Wednesday, July 8, 2015

I Went for a Walk at Sunrise

This morning I went for a walk at sunrise.  I wore my thin, lime green sweats and no bra.  My lion's mane was still roaring from last night's dreams.   I exhaled a vapor like mist over water.  It was that quiet.
I tried to take a picture of it, but the sunrise was never for you. It was always for me. I wanted to fold her up and give her to you. So she could ease your black grief with her colors.
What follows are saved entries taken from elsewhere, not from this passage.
//! Cache stores: key → [`CacheEntry`].
//!
//! - [`MemoryCacheStore`]: moka-backed, in-process. Used by the sweep
//!   harness.
//! - [`JsonFileStore`]: a JSON snapshot on disk, for caches that must
//!   survive a restart.

use std::collections::HashMap;
use std::fs;
use std::path::{Path, PathBuf};
use std::sync::atomic::{AtomicU64, Ordering};
use std::sync::{Arc, Mutex, MutexGuard};

use serde::{Deserialize, Serialize};
use tracing::{debug, warn};

use super::entry::CacheEntry;
use crate::{MimirError, Result};

/// Durable (or not) mapping from entry key to entry.
pub trait CacheStore: Send + Sync {
    /// Insert or overwrite the entry under `entry.key`.
    fn put(&self, entry: CacheEntry) -> Result<()>;

    fn get(&self, key: &str) -> Result<Option<CacheEntry>>;

    /// Atomically bump the hit count. Returns the new count, or `None` when
    /// the key is unknown.
    fn record_hit(&self, key: &str) -> Result<Option<u64>>;

    /// Returns whether the key existed.
    fn remove(&self, key: &str) -> Result<bool>;

    fn clear(&self) -> Result<()>;

    fn len(&self) -> usize;

    fn is_empty(&self) -> bool {
        self.len() == 0
    }

    /// All entries, ordered by insertion sequence.
    fn entries(&self) -> Result<Vec<CacheEntry>>;

    /// Persist anything buffered. No-op for in-memory stores.
    fn flush(&self) -> Result<()> {
        Ok(())
    }
}

// ============================================================================
// MemoryCacheStore
// ============================================================================

/// Stored value; the hit counter is atomic so concurrent hits never lose
/// an increment.
struct Slot {
    entry: CacheEntry,
    hits: AtomicU64,
}

impl Slot {
    fn snapshot(&self) -> CacheEntry {
        let mut entry = self.entry.clone();
        entry.hit_count = self.hits.load(Ordering::Relaxed);
        entry
    }
}

/// In-memory store on top of moka's concurrent cache.
///
/// Unbounded by default. With [`with_max_entries`](Self::with_max_entries)
/// moka may evict entries; the engine notices and drops the matching index
/// point.
pub struct MemoryCacheStore {
    entries: moka::sync::Cache<String, Arc<Slot>>,
}

impl MemoryCacheStore {
    /// Create an empty, unbounded store.
    pub fn new() -> Self {
        Self {
            entries: moka::sync::Cache::builder().build(),
        }
    }

    /// Create a store holding at most `max` entries.
    pub fn with_max_entries(max: u64) -> Self {
        Self {
            entries: moka::sync::Cache::new(max),
        }
    }
}

impl Default for MemoryCacheStore {
    fn default() -> Self {
        Self::new()
    }
}

impl CacheStore for MemoryCacheStore {
    fn put(&self, entry: CacheEntry) -> Result<()> {
        let slot = Slot {
            hits: AtomicU64::new(entry.hit_count),
            entry,
        };
        self.entries.insert(slot.entry.key.clone(), Arc::new(slot));
        Ok(())
    }

    fn get(&self, key: &str) -> Result<Option<CacheEntry>> {
        Ok(self.entries.get(key).map(|slot| slot.snapshot()))
    }

    fn record_hit(&self, key: &str) -> Result<Option<u64>> {
        Ok(self
            .entries
            .get(key)
            .map(|slot| slot.hits.fetch_add(1, Ordering::Relaxed) + 1))
    }

    fn remove(&self, key: &str) -> Result<bool> {
        Ok(self.entries.remove(key).is_some())
    }

    fn clear(&self) -> Result<()> {
        self.entries.invalidate_all();
        self.entries.run_pending_tasks();
        Ok(())
    }

    fn len(&self) -> usize {
        // entry_count is eventually consistent until pending tasks run.
        self.entries.run_pending_tasks();
        self.entries.entry_count() as usize
    }

    fn entries(&self) -> Result<Vec<CacheEntry>> {
        let mut entries: Vec<CacheEntry> = self
            .entries
            .iter()
            .map(|(_, slot)| slot.snapshot())
            .collect();
        entries.sort_by_key(|e| e.sequence);
        Ok(entries)
    }
}

// ============================================================================
// JsonFileStore
// ============================================================================

/// Snapshot format version.
const STORE_FORMAT_VERSION: u32 = 1;

#[derive(Serialize, Deserialize)]
struct StoreFile {
    version: u32,
    entries: Vec<CacheEntry>,
}

struct FileState {
    entries: HashMap<String, CacheEntry>,
    /// Hit counts changed since the last write.
    dirty: bool,
}

/// Store persisted as a single JSON file.
///
/// Writes go to a sibling temp file that is renamed over the snapshot, so a
/// crash leaves either the old or the new file. Hit counts are buffered and
/// written with the next `put`, `remove`, `clear` or `flush` (and on drop).
pub struct JsonFileStore {
    path: PathBuf,
    state: Mutex<FileState>,
}

impl JsonFileStore {
    /// Open the snapshot at `path`, or start empty if it does not exist.
    pub fn open(path: impl Into<PathBuf>) -> Result<Self> {
        let path = path.into();
        let entries = if path.exists() {
            let content = fs::read_to_string(&path)?;
            let file: StoreFile = serde_json::from_str(&content).map_err(|e| {
                MimirError::Store(format!("failed to parse cache file {path:?}: {e}"))
            })?;
            if file.version != STORE_FORMAT_VERSION {
                return Err(MimirError::Store(format!(
                    "cache file {path:?} has format version {}, expected {STORE_FORMAT_VERSION}",
                    file.version
                )));
            }
            file.entries
                .into_iter()
                .map(|entry| (entry.key.clone(), entry))
                .collect()
        } else {
            HashMap::new()
        };

        debug!(path = %path.display(), entries = entries.len(), "opened cache file");
        Ok(Self {
            path,
            state: Mutex::new(FileState {
                entries,
                dirty: false,
            }),
        })
    }

    /// Location of the snapshot.
    pub fn path(&self) -> &Path {
        &self.path
    }

    fn lock(&self) -> Result<MutexGuard<'_, FileState>> {
        self.state
            .lock()
            .map_err(|_| MimirError::Store("cache file lock poisoned".to_string()))
    }

    fn persist(&self, state: &mut FileState) -> Result<()> {
        let mut entries: Vec<CacheEntry> = state.entries.values().cloned().collect();
        entries.sort_by_key(|e| e.sequence);
        let json = serde_json::to_string(&StoreFile {
            version: STORE_FORMAT_VERSION,
            entries,
        })?;

        if let Some(parent) = self.path.parent().filter(|p| !p.as_os_str().is_empty()) {
            fs::create_dir_all(parent)?;
        }
        let tmp = self.path.with_extension("json.tmp");
        fs::write(&tmp, json)?;
        fs::rename(&tmp, &self.path)?;
        state.dirty = false;
        Ok(())
    }
}

impl CacheStore for JsonFileStore {
    fn put(&self, entry: CacheEntry) -> Result<()> {
        let mut state = self.lock()?;
        let key = entry.key.clone();
        let previous = state.entries.insert(key.clone(), entry);
        if let Err(e) = self.persist(&mut state) {
            // The snapshot on disk is unchanged; keep memory in step with it.
            match previous {
                Some(previous) => state.entries.insert(key, previous),
                None => state.entries.remove(&key),
            };
            return Err(e);
        }
        Ok(())
    }

    fn get(&self, key: &str) -> Result<Option<CacheEntry>> {
        Ok(self.lock()?.entries.get(key).cloned())
    }

    fn record_hit(&self, key: &str) -> Result<Option<u64>> {
        let mut state = self.lock()?;
        let count = state.entries.get_mut(key).map(|entry| {
            entry.hit_count += 1;
            entry.hit_count
        });
        if count.is_some() {
            state.dirty = true;
        }
        Ok(count)
    }

    fn remove(&self, key: &str) -> Result<bool> {
        let mut state = self.lock()?;
        let existed = state.entries.remove(key).is_some();
        if existed {
            self.persist(&mut state)?;
        }
        Ok(existed)
    }

    fn clear(&self) -> Result<()> {
        let mut state = self.lock()?;
        state.entries.clear();
        self.persist(&mut state)
    }

    fn len(&self) -> usize {
        self.lock().map(|state| state.entries.len()).unwrap_or(0)
    }

    fn entries(&self) -> Result<Vec<CacheEntry>> {
        let mut entries: Vec<CacheEntry> = self.lock()?.entries.values().cloned().collect();
        entries.sort_by_key(|e| e.sequence);
        Ok(entries)
    }

    fn flush(&self) -> Result<()> {
        let mut state = self.lock()?;
        if state.dirty {
            self.persist(&mut state)?;
        }
        Ok(())
    }
}

impl Drop for JsonFileStore {
    fn drop(&mut self) {
        if let Err(e) = self.flush() {
            warn!(path = %self.path.display(), error = %e, "failed to flush cache file");
        }
    }
}

#[cfg(test)]
mod tests {
    use super::*;

    fn entry(key: &str, sequence: u64) -> CacheEntry {
        CacheEntry {
            key: key.to_string(),
            embedding: vec![1.0, 0.0],
            response_text: format!("answer-{key}"),
            created_at: 0,
            sequence,
            hit_count: 0,
            query_text: "q".into(),
            context_text: "c".into(),
            embedding_model: "test".into(),
            threshold: 0.2,
        }
    }

    #[test]
    fn memory_put_get_hit() {
        let store = MemoryCacheStore::new();
        store.put(entry("a", 0)).unwrap();

        assert_eq!(store.record_hit("a").unwrap(), Some(1));
        assert_eq!(store.record_hit("a").unwrap(), Some(2));
        assert_eq!(store.get("a").unwrap().unwrap().hit_count, 2);
        assert_eq!(store.record_hit("missing").unwrap(), None);
    }

    #[test]
    fn memory_clear_empties_store() {
        let store = MemoryCacheStore::new();
        store.put(entry("a", 0)).unwrap();
        store.put(entry("b", 1)).unwrap();
        assert_eq!(store.len(), 2);

        store.clear().unwrap();
        assert!(store.get("a").unwrap().is_none());
        assert!(store.is_empty());
    }

    #[test]
    fn memory_entries_in_sequence_order() {
        let store = MemoryCacheStore::new();
        store.put(entry("late", 5)).unwrap();
        store.put(entry("early", 1)).unwrap();

        let keys: Vec<String> = store.entries().unwrap().into_iter().map(|e| e.key).collect();
        assert_eq!(keys, vec!["early", "late"]);
    }

    #[test]
    fn file_store_survives_reopen() {
        let dir = tempfile::tempdir().unwrap();
        let path = dir.path().join("cache.json");

        {
            let store = JsonFileStore::open(&path).unwrap();
            store.put(entry("a", 0)).unwrap();
            store.record_hit("a").unwrap();
            // dropped here: buffered hit is flushed
        }

        let reopened = JsonFileStore::open(&path).unwrap();
        let restored = reopened.get("a").unwrap().unwrap();
        assert_eq!(restored.response_text, "answer-a");
        assert_eq!(restored.hit_count, 1);
    }

    #[test]
    fn file_store_rejects_garbage() {
        let dir = tempfile::tempdir().unwrap();
        let path = dir.path().join("cache.json");
        fs::write(&path, "not json").unwrap();

        assert!(matches!(
            JsonFileStore::open(&path),
            Err(MimirError::Store(_))
        ));
    }

    #[test]
    fn file_store_clear_persists() {
        let dir = tempfile::tempdir().unwrap();
        let path = dir.path().join("nested").join("cache.json");

        let store = JsonFileStore::open(&path).unwrap();
        store.put(entry("a", 0)).unwrap();
        store.clear().unwrap();
        drop(store);

        assert!(JsonFileStore::open(&path).unwrap().is_empty());
    }

    #[test]
    fn file_store_failed_put_leaves_no_orphan() {
        let dir = tempfile::tempdir().unwrap();
        let path = dir.path().join("cache.json");
        let store = JsonFileStore::open(&path).unwrap();

        // A directory where the temp snapshot goes makes the write fail.
        let blocker = path.with_extension("json.tmp");
        fs::create_dir(&blocker).unwrap();
        assert!(store.put(entry("lost", 0)).is_err());
        assert!(store.get("lost").unwrap().is_none());
        assert_eq!(store.len(), 0);

        fs::remove_dir(&blocker).unwrap();
        store.put(entry("kept", 1)).unwrap();
        drop(store);

        let reopened = JsonFileStore::open(&path).unwrap();
        let keys: Vec<String> = reopened.entries().unwrap().into_iter().map(|e| e.key).collect();
        assert_eq!(keys, vec!["kept".to_string()]);
    }
}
For you, my friend, who has lost her only baby.  Just yesterday it happened.
I held my vigil behind you in the court room.  I could only see your neck and the twist of golden haired bun perched there at the nape.  They were choking you with recounts of the last year.  I knew you could barely breath, but you stayed for your Bon-boy.  You held fast to your spot, and would not let anyone take it from you.  If this is where his mother sits, it is your spot.  His father did not show up.  But you were there, holding space for your son laying tribute to his childhood with your tears.
The judge talked for over an hour.  He could at least offer you an explanation.  But later you told me you wished he'd just shut up and get it over with.
I tried to hold my body perfectly still, as a soldier would.  I mirrored the sterile walls, the right angles of perfectly aligned squares, their red mahogany wood and limp American flag.  All spoke of an authority greater than ours, more powerful than the agony of birth's push.  I was with you then too.  I held your hand as you clenched your entire muscle body in one effort.  The only time you had ever worked so hard in harmony with your own heart.  Afraid, yes.  Afraid to let him come and yet throbbing to meet him, and I whispered into your neck,
"Let him come..."


Our foreheads pressed together in knowing. I can see the white in your knuckles squeezing.  I can hear the milk of my voice trying to ease your heat, the acid of life burning.
You got him here.  You held him.  You nursed him.  You cooed into his face.  You were his first love.
I still have the hospital bracelet in my jewelry box.  The one they give to the Dads.  They gave it to me.  I am sorry he is gone.  Because I remember how we felt when he was new.
http://chrysalisbreak.blogspot.com/2014/08/andrews-snooze-button.html

It is a possibility for every alcoholic mother, to loose our children.
I was very close to losing mine.  The reason is fair.  We know this.
The juxtaposition we are faced with:
"If this is me, they deserve better. This child would be better off without me." versus the thin hope,
"Can I become more? Can I give this child what he needs?
After everything I've done...all of my negligence, my black-outs, can I get off this runaway train?
Can my glazed and absent eyes be replaced with a warmth worthy of this child?
I exhaled booze into his button nose making memories of queezy uncertainty...and worse...so much worse.
How can this be mended?  How can I ask this of him?  He is so innocent."

But this I have learned, my friend.  No matter what, we are their mothers.
Whether we stay, or leave, if we are absent or present, we will affect our children.
This affect will last for our lifetime and theirs.

So now begins the nebulous and tedious task of forgiving mother.
Both the one you have been and the one you came from.
Every mother who's best was not enough...which turns out to be every single one of us.
Somehow.  No matter how much we love, we will fall short.

That is why our children are born in to a world of music, of sunsets, of sleep and hot chocolate.
They are born into a place so vast that it makes up for a mother's singular human self.
Our babies will seek and find comfort outside of us.
They will find it in the warm sun, in a prayer, a hot bath tub, and a long talk with their best friend.
They may also find it where we did, in alcohol, in drugs, in running.
They may know the screaming of their own soul as it races away from life down the highway to adventure, to romance to poetry straight into the guts of their own story.
How can we deny them this?  How can I tell them not to take risks, not to challenge the status quo, not to be what I was?   I ripped my own heart out.  I needed to.  I examined it thoroughly.
Now I have delicately placed it back inside this body, this soul which is finally at peace.
For all of the possibilities of what our children will need, we must forgive ourselves.
We must put our heart back, so we will be ready.

I hope your baby will know you someday.
I know he can be better for it.  Your life is rich with heart ache.  The soil is good.
All the intentions you gave birth to on that day I held your white knuckles are not a waste.
He will need you someday, somehow.

I pray that when he comes looking, your heart is thick and juicy and thrust deep into the ground.